Lamb and Katinsky face off in the effective "Old Scores"

Slow Horses ends season 2 with betrayal, reveals, and (a bit of) heart
Slow Horses Photo: Courtesy of Apple

Gold stars for everyone who worked out last week that River’s captors left him alive and near a phone for a reason. I’d written in my notes for the previous episode that Alex’s turn as a master spy felt rinky-dink, lazily tying up an MI5 agent with twine exactly where he’s definitely about to be found by the two people in Upshott looking for him. Turns out they needed River to call in the bomb threat since—surprise!—there’s no bomb on Alex’s plane. Just bad vibes.

So that’s one mystery checked off for the finale in short order.
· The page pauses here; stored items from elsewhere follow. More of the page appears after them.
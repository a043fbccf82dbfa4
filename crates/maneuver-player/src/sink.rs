//! Pointer sinks: where a player sends the points it plays.

use maneuver_math::Point;

/// Receives the pointer position on every frame.
pub trait PointerSink {
    /// Move the pointer to `point` and make it visible.
    fn show(&mut self, point: Point);

    /// Make the pointer invisible.
    fn hide(&mut self);

    /// Size the pointer, in the coordinate units of the shown points.
    fn set_radius(&mut self, radius: f64);
}

impl<S: PointerSink + ?Sized> PointerSink for &mut S {
    fn show(&mut self, point: Point) {
        (**self).show(point);
    }

    fn hide(&mut self) {
        (**self).hide();
    }

    fn set_radius(&mut self, radius: f64) {
        (**self).set_radius(radius);
    }
}

/// Records everything a player shows.
#[derive(Debug, Clone, Default)]
pub struct TraceRecorder {
    pub points: Vec<Point>,
    pub hides: usize,
    pub visible: bool,
    pub radius: f64,
}

impl TraceRecorder {
    pub fn new() -> Self {
        Self::default()
    }
}

impl PointerSink for TraceRecorder {
    fn show(&mut self, point: Point) {
        self.points.push(point);
        self.visible = true;
    }

    fn hide(&mut self) {
        self.hides += 1;
        self.visible = false;
    }

    fn set_radius(&mut self, radius: f64) {
        self.radius = radius;
    }
}
//! Spline-driven point generator.

use log::trace;
use maneuver_core::{ManeuverError, Result, Tolerance};
use maneuver_math::{catmull_rom, Point, Quad};

use super::RawManeuver;
use crate::spline::{PointSpline, SplineManeuver};

/// Samples a spline cursor at a fixed rate per tick.
///
/// The parameter `t` accumulates across the whole traversal: segment `k` of
/// the spline covers `t` in `[k, k + 1]`. Every time `t` crosses an integer the
/// next quad is fetched from the cursor.
#[derive(Debug, Clone)]
pub struct SplineRawManeuver<S: SplineManeuver = PointSpline> {
    spline: S,
    rate: f64,
    t: f64,
    /// Index of the segment `quad` belongs to
    segment: usize,
    quad: Quad,
    fraction: f64,
    input_finished: bool,
    tolerance: Tolerance,
}

impl<S: SplineManeuver> SplineRawManeuver<S> {
    /// Wrap `spline`, advancing `t` by `rate` (the reciprocal of ticks per
    /// segment) on every tick.
    pub fn new(spline: S, rate: f64) -> Result<Self> {
        if !rate.is_finite() || rate <= 0.0 {
            return Err(ManeuverError::Precondition(format!(
                "spline rate must be finite and positive, got {}",
                rate
            )));
        }
        let mut spline = spline;
        let quad = spline.next_quad();
        Ok(Self {
            spline,
            rate,
            t: 0.0,
            segment: 0,
            quad,
            fraction: 0.0,
            input_finished: false,
            tolerance: Tolerance::for_rate(rate),
        })
    }

    fn advance_t(&mut self) {
        self.t += self.rate;
        let target = self.tolerance.step_floor(self.t);
        while !self.input_finished && (self.segment as f64) < target {
            if self.spline.is_finished() {
                trace!("spline input finished at t={:.4}", self.t);
                self.input_finished = true;
            } else {
                self.quad = self.spline.next_quad();
                self.segment += 1;
            }
        }
        self.fraction = self.t - self.segment as f64;
    }

    fn partial_reset(&mut self) {
        self.input_finished = false;
        self.t = 0.0;
        self.segment = 0;
        self.quad = self.spline.next_quad();
        self.fraction = 0.0;
    }
}

impl<S: SplineManeuver> RawManeuver for SplineRawManeuver<S> {
    fn next_point(&mut self) -> Point {
        self.advance_t();
        catmull_rom(&self.quad, self.fraction.clamp(0.0, 1.0))
    }

    fn is_finished(&self) -> bool {
        if self.input_finished {
            return true;
        }
        // on the last segment, the tick nearest its end is the final one
        self.spline.is_finished()
            && self.fraction + self.rate / 2.0 + self.tolerance.step >= 1.0
    }

    fn reset(&mut self) {
        self.spline.reset();
        self.partial_reset();
    }
}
We now know Louisa and Marcus aren’t in imminent plane-based danger, that Roddy’s bitten off more than he can chew by following Chernitsky, and that Katinsky sits atop this frustratingly convoluted conspiracy. “I’m sorry to blow your element of surprise,” Lamb says over his own voicemail with Katinsky sitting at his Slough House desk in wait, “but would you mind picking up?” It’s more good work from Lamb, who uses his casual crassness as a smokescreen for his competence even if he can’t help it being his personality. Lamb suggests a change in scenery for their Big Bad standoff for the sake of “the maid” (Catherine) and tells Katinsky to meet him at Katinsky’s place since “whichever way this goes, you won’t be renewing the lease.”

Over at the Glasshouse, Louisa can finally let the mask slip and goes all in on torturing the left-behind Pashkin goon before he bleeds out. It’s ostensibly to find out why they needed to shut down Glasshouse in the first place (to drain Nevsky’s accounts) but obviously she finally has the chance to vent some rage over Min’s needlessly violent murder.
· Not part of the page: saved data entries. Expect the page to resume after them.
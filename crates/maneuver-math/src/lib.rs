//! Maneuver math primitives: 2-D points, Catmull-Rom quads, and affine transforms.

pub mod points;
pub mod quad;
pub mod transform;

pub use glam::{dvec2, DAffine2, DMat2, DVec2};
pub use points::{add_post_end_point, add_pre_start_point, Points};
pub use quad::{catmull_rom, Quad};
pub use transform::{Transform2, TransformParams};

pub type Point = DVec2;
pub type Vector2 = DVec2;
use super::{Maneuver, RawManeuver};
use maneuver_math::Point;

/// Replays an inner maneuver forever, resetting it whenever it finishes.
#[derive(Debug, Clone)]
pub struct RepeatManeuver {
    inner: Box<Maneuver>,
}

impl RepeatManeuver {
    pub fn new(inner: Maneuver) -> Self {
        Self {
            inner: Box::new(inner),
        }
    }
}

impl RawManeuver for RepeatManeuver {
    fn next_point(&mut self) -> Point {
        if self.inner.is_finished() {
            self.inner.reset();
        }
        self.inner.next_point()
    }

    fn is_finished(&self) -> bool {
        false
    }

    fn reset(&mut self) {
        self.inner.reset();
    }
}

#[cfg(test)]
mod tests {
    use super::*;
    use crate::LinearManeuver;
    use maneuver_math::dvec2;

    fn line4() -> Maneuver {
        LinearManeuver::new(dvec2(0.0, 0.0), dvec2(4.0, 0.0), 4)
            .unwrap()
            .into()
    }

    #[test]
    fn test_never_finishes_and_cycles() {
        let mut repeat = RepeatManeuver::new(line4());
        let pts: Vec<_> = repeat.points().take(20).collect();
        assert_eq!(pts.len(), 20);
        assert!(!repeat.is_finished());
        for k in 0..5 {
            assert_eq!(pts[4 * k], pts[0]);
            assert_eq!(pts[4 * k + 3], dvec2(4.0, 0.0));
        }
    }

    #[test]
    fn test_reset_restarts_cycle() {
        let mut repeat = RepeatManeuver::new(line4());
        let first = repeat.next_point();
        repeat.next_point();
        repeat.reset();
        assert_eq!(repeat.next_point(), first);
    }
}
And that’s really what this season of Slow Horses, so late in the day, has revealed itself to be: a journey of personal revenge and pride. Katinsky has been happy to use Nevsky and Pashkin, locked in their own little game, as sideshows while he goes after the big one: Jackson Lamb, the man who killed Charles Partner, his “Joe” or man on the inside. There’s a healthy respect running under Lamb and Katinsky’s back-and-forth, even if there’s no real suspense over the outcome (seasons three and four of Slow Horses starring Gary Oldman, coming soon!). And there’s more than a little regret in each man’s voice as they finally tell the truth to one another, regret that things even got to this point.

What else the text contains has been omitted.